**Task item**
Whenever a line below includes the string "cannot", show it.
=-=-=-=-=
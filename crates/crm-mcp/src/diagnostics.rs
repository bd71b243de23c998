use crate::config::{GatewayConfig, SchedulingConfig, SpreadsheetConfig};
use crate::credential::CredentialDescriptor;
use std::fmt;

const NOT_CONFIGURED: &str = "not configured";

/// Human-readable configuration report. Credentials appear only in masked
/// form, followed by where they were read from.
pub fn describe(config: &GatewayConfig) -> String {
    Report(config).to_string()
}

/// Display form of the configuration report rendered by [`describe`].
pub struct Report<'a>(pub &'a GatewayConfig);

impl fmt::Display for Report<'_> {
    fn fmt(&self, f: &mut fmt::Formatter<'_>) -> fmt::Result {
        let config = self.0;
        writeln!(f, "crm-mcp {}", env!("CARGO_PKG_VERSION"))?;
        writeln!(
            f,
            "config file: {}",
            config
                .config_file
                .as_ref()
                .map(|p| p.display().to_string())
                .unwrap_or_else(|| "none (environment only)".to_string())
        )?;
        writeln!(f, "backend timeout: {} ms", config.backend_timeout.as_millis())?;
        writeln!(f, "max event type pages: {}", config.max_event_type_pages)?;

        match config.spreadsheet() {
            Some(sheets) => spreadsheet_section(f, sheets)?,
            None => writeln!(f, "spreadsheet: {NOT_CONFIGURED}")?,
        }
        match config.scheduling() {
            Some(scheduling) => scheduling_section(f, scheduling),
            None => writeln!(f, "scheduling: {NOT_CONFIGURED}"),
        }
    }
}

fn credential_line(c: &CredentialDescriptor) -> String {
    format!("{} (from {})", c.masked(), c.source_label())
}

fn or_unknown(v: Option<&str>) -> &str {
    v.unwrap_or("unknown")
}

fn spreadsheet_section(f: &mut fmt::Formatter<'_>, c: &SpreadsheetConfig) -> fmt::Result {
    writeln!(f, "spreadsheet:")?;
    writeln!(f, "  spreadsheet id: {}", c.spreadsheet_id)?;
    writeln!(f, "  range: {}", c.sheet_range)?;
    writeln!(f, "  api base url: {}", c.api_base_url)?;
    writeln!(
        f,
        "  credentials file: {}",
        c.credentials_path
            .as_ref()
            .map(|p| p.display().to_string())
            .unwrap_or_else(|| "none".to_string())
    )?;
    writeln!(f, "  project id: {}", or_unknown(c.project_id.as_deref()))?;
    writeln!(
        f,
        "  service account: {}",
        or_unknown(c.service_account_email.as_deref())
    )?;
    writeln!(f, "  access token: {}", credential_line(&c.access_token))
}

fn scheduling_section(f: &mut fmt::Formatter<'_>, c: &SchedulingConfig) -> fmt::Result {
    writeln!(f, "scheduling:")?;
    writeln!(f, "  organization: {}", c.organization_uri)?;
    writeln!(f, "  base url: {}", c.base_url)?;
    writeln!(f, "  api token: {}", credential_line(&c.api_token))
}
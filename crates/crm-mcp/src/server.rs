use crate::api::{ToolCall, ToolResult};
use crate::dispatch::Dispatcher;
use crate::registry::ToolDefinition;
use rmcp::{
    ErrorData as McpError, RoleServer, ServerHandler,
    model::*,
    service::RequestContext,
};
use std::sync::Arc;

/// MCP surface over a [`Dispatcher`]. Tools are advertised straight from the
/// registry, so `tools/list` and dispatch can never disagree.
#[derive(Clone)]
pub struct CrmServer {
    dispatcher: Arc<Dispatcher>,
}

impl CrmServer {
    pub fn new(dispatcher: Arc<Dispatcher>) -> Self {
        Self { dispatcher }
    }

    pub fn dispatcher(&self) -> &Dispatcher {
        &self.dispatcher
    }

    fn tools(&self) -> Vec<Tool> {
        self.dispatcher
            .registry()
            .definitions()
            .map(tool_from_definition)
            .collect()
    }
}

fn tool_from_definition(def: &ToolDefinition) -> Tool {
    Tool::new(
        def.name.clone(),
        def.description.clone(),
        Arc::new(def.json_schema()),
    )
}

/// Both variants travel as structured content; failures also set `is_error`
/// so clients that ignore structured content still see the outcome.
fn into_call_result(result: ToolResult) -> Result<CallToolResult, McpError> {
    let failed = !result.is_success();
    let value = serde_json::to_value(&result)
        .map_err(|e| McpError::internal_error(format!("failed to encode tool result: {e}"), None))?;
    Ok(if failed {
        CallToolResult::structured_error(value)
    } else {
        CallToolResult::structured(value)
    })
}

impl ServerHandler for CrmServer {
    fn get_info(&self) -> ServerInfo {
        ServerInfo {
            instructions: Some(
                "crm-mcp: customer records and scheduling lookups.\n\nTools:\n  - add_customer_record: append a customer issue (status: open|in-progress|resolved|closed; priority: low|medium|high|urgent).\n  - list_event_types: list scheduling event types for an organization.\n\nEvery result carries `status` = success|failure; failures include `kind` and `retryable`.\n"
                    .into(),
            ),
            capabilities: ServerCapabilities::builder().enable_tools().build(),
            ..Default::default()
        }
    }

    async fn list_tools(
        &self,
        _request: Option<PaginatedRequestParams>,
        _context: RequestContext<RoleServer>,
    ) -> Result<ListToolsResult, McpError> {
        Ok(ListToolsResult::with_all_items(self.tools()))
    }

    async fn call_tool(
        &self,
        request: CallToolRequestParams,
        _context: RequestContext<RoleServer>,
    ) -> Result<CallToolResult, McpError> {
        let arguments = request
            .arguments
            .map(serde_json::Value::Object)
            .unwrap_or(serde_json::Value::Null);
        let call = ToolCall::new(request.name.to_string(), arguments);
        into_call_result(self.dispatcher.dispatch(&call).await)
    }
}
=-=-=-=-=
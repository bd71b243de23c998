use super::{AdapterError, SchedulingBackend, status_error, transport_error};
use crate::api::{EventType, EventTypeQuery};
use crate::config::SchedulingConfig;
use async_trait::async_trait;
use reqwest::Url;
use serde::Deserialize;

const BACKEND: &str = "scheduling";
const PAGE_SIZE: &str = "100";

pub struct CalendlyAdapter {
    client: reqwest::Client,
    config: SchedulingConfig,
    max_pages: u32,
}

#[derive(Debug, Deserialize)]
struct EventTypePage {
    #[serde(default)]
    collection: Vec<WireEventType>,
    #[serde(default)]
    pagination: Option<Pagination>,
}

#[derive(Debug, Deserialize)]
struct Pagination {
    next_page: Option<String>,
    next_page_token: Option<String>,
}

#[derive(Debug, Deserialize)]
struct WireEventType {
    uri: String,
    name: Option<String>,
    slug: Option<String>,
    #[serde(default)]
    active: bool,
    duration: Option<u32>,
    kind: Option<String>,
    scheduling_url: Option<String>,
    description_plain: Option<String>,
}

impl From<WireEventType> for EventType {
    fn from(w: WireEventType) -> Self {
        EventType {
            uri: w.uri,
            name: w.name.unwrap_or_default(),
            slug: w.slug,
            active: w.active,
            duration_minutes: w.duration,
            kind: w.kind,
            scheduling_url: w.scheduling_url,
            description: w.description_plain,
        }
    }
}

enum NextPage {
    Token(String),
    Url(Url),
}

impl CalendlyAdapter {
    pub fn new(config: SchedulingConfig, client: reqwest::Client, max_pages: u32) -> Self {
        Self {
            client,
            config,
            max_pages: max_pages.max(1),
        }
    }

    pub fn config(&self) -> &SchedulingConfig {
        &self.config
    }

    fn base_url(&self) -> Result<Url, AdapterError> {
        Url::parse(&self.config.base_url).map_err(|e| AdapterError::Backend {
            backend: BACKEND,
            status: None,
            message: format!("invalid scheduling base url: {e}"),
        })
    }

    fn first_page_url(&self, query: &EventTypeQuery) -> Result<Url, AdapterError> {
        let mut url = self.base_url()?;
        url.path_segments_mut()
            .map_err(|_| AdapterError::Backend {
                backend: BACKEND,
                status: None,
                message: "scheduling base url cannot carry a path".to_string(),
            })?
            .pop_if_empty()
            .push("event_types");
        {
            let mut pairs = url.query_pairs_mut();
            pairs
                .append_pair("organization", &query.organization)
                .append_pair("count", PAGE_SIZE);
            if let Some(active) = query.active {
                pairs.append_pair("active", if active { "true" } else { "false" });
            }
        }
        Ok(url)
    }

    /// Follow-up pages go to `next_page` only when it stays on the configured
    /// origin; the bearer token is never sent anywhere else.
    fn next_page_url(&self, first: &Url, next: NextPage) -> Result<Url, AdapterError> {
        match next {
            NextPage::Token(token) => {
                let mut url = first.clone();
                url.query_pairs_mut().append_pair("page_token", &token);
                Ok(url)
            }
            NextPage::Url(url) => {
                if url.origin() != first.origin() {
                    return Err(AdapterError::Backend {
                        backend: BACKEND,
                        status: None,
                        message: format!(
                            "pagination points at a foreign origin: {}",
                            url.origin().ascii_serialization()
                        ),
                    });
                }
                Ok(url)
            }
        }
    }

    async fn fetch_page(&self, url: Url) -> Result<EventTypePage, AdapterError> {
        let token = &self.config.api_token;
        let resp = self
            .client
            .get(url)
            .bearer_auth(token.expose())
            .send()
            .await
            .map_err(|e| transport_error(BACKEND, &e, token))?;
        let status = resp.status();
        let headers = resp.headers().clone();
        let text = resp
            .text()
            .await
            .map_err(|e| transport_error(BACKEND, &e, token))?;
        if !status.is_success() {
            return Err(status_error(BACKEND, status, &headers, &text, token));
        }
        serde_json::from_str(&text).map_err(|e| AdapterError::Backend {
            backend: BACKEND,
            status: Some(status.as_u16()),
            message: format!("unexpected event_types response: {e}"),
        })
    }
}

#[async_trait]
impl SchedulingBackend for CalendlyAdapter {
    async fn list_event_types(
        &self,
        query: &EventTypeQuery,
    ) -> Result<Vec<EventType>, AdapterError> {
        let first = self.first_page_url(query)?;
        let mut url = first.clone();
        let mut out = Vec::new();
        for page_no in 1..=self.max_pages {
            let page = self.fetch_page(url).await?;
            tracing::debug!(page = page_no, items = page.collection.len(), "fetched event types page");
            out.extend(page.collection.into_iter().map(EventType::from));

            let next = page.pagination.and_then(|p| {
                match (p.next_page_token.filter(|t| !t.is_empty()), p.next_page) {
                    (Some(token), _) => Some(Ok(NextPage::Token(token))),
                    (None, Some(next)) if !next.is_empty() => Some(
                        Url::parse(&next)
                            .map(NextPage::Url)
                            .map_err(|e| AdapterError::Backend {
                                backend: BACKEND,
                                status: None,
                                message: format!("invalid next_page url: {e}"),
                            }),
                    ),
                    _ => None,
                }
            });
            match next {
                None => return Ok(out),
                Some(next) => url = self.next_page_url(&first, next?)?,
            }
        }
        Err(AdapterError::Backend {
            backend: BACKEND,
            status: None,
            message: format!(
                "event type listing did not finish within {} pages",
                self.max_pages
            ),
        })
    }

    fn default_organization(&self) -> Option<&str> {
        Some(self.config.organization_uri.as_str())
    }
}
=-=-=-=-=
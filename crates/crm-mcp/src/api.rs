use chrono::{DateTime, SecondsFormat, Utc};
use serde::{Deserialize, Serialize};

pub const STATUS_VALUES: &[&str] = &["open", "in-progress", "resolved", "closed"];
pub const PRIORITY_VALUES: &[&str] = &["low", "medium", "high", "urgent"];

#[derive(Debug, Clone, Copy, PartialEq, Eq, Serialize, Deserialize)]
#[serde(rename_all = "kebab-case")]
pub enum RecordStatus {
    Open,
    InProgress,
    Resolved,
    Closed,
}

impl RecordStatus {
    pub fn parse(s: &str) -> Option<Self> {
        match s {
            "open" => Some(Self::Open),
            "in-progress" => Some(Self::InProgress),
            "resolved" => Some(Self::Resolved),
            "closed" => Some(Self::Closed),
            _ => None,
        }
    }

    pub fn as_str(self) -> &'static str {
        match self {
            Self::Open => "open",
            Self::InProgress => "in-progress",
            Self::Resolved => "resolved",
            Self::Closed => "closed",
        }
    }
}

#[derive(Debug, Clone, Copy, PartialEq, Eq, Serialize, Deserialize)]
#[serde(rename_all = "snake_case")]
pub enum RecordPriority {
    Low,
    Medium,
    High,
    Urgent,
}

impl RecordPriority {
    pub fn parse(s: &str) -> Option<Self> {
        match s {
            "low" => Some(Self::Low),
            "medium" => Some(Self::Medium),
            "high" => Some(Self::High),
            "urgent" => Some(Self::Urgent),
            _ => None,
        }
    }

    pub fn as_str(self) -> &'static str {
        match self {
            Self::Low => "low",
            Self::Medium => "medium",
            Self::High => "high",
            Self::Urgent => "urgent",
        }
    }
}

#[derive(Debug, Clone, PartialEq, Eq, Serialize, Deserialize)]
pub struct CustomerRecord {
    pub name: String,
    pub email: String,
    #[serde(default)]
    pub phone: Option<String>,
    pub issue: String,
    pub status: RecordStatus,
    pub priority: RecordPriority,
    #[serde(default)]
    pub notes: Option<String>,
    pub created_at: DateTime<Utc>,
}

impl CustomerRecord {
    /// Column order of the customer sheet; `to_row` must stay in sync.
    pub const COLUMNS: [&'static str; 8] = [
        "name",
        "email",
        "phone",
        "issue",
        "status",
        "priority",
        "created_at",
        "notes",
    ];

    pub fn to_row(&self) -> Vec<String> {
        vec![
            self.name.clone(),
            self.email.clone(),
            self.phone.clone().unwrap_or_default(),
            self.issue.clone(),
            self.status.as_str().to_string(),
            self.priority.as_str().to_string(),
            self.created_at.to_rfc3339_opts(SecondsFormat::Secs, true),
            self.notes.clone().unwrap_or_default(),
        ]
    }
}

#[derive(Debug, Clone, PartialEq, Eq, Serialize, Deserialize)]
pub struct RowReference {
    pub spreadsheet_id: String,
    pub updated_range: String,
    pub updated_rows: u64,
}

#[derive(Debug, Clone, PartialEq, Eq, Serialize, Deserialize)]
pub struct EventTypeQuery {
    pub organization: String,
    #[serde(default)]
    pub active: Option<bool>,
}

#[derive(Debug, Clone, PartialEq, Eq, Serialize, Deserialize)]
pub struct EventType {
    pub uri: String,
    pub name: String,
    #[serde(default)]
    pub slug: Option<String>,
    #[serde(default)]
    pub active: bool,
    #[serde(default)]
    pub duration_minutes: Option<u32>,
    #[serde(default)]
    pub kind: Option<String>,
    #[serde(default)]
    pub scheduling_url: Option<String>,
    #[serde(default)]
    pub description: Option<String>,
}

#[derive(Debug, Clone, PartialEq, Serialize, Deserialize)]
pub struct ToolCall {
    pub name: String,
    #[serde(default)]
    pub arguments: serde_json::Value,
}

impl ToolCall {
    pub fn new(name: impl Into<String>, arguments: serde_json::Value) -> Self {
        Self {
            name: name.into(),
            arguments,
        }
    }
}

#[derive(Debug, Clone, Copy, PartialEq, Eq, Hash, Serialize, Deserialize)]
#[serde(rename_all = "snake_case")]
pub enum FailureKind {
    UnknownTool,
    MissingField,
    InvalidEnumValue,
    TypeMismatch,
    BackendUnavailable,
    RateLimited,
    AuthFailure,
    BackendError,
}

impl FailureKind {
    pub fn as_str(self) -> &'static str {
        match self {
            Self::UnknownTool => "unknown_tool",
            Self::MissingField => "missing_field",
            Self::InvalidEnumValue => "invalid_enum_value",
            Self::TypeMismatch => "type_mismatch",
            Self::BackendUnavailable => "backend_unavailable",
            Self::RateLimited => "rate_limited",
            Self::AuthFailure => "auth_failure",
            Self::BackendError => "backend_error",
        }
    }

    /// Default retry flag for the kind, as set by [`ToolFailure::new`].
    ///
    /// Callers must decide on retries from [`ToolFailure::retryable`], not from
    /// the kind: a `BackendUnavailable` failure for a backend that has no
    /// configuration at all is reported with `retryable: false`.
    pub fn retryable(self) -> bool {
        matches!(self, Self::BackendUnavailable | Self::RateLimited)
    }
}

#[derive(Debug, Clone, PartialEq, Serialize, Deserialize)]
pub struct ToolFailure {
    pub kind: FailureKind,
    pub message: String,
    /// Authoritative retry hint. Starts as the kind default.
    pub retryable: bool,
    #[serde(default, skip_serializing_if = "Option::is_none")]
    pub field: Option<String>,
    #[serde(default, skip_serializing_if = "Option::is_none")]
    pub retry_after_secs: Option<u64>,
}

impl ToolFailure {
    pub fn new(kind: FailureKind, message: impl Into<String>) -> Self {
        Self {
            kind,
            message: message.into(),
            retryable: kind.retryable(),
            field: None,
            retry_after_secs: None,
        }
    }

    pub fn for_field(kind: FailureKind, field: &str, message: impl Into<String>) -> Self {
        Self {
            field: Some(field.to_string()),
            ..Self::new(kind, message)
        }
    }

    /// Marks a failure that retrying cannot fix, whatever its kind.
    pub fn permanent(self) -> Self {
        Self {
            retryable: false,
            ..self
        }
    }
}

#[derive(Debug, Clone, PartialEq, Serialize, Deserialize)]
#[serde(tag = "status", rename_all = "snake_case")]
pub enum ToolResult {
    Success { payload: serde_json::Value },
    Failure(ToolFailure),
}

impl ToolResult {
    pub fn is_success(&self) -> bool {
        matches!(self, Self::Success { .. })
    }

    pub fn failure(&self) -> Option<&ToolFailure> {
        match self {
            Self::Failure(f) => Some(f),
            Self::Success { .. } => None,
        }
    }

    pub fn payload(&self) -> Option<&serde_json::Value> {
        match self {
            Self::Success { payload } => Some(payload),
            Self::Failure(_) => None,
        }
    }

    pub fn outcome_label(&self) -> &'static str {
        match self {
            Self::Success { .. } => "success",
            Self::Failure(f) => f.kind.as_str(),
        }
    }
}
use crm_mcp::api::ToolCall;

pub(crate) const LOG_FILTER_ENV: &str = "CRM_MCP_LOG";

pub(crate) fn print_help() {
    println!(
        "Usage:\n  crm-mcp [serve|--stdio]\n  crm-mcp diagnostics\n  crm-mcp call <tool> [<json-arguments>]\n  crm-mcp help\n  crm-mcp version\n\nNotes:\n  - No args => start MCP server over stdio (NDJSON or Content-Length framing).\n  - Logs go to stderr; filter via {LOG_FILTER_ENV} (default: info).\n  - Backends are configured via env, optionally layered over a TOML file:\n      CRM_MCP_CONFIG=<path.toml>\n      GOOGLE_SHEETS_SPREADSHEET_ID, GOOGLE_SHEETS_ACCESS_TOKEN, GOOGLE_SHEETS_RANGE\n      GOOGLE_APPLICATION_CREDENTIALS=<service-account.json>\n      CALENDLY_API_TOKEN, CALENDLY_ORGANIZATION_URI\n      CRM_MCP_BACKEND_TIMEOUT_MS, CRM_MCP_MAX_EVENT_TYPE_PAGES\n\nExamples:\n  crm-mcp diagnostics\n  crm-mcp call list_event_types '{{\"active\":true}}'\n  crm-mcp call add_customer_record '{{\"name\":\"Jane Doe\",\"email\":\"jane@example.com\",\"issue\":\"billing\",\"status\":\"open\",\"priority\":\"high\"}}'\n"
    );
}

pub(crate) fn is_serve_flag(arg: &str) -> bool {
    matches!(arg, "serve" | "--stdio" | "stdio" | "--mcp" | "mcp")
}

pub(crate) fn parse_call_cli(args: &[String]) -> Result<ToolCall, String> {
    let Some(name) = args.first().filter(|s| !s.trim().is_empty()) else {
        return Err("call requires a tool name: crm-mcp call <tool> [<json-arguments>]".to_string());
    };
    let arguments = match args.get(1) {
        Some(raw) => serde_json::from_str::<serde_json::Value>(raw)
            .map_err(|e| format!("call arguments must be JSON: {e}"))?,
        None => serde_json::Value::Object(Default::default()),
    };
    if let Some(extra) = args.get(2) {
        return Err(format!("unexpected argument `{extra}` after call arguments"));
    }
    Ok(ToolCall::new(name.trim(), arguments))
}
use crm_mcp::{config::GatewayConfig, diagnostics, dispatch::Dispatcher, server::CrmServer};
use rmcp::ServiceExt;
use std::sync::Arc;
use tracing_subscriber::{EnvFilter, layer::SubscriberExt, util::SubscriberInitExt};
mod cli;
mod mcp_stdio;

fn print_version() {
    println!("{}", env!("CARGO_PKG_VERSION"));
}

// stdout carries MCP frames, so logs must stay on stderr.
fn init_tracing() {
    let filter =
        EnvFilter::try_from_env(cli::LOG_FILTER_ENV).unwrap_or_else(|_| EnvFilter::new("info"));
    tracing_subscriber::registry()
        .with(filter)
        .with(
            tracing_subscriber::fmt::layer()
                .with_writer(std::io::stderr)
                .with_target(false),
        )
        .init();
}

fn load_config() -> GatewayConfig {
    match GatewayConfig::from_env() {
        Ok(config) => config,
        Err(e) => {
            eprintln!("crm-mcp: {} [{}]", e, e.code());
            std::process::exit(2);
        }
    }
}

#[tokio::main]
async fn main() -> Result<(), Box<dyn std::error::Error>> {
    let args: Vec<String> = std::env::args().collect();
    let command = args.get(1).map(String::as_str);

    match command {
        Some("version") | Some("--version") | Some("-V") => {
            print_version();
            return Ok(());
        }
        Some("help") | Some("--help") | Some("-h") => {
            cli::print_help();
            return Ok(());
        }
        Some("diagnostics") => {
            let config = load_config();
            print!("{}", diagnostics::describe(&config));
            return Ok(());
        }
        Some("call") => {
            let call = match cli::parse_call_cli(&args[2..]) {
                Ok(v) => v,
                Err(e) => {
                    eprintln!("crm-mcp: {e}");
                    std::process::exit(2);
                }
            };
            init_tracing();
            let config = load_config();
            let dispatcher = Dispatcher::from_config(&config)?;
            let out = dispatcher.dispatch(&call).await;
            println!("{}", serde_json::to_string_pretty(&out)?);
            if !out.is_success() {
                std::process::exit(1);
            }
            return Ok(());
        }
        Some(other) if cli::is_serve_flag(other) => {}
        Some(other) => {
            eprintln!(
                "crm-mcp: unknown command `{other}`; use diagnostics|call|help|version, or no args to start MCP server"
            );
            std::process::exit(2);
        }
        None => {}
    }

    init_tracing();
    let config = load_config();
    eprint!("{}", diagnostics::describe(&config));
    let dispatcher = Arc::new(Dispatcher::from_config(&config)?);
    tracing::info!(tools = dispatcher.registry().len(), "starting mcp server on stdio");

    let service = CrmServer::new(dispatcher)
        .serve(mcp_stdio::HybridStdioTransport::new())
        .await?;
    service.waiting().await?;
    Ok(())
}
=-=-=-=-=
**Written solution**
                message: "scheduling base url cannot carry a path".to_string(),
    /// Marks a failure that retrying cannot fix, whatever its kind.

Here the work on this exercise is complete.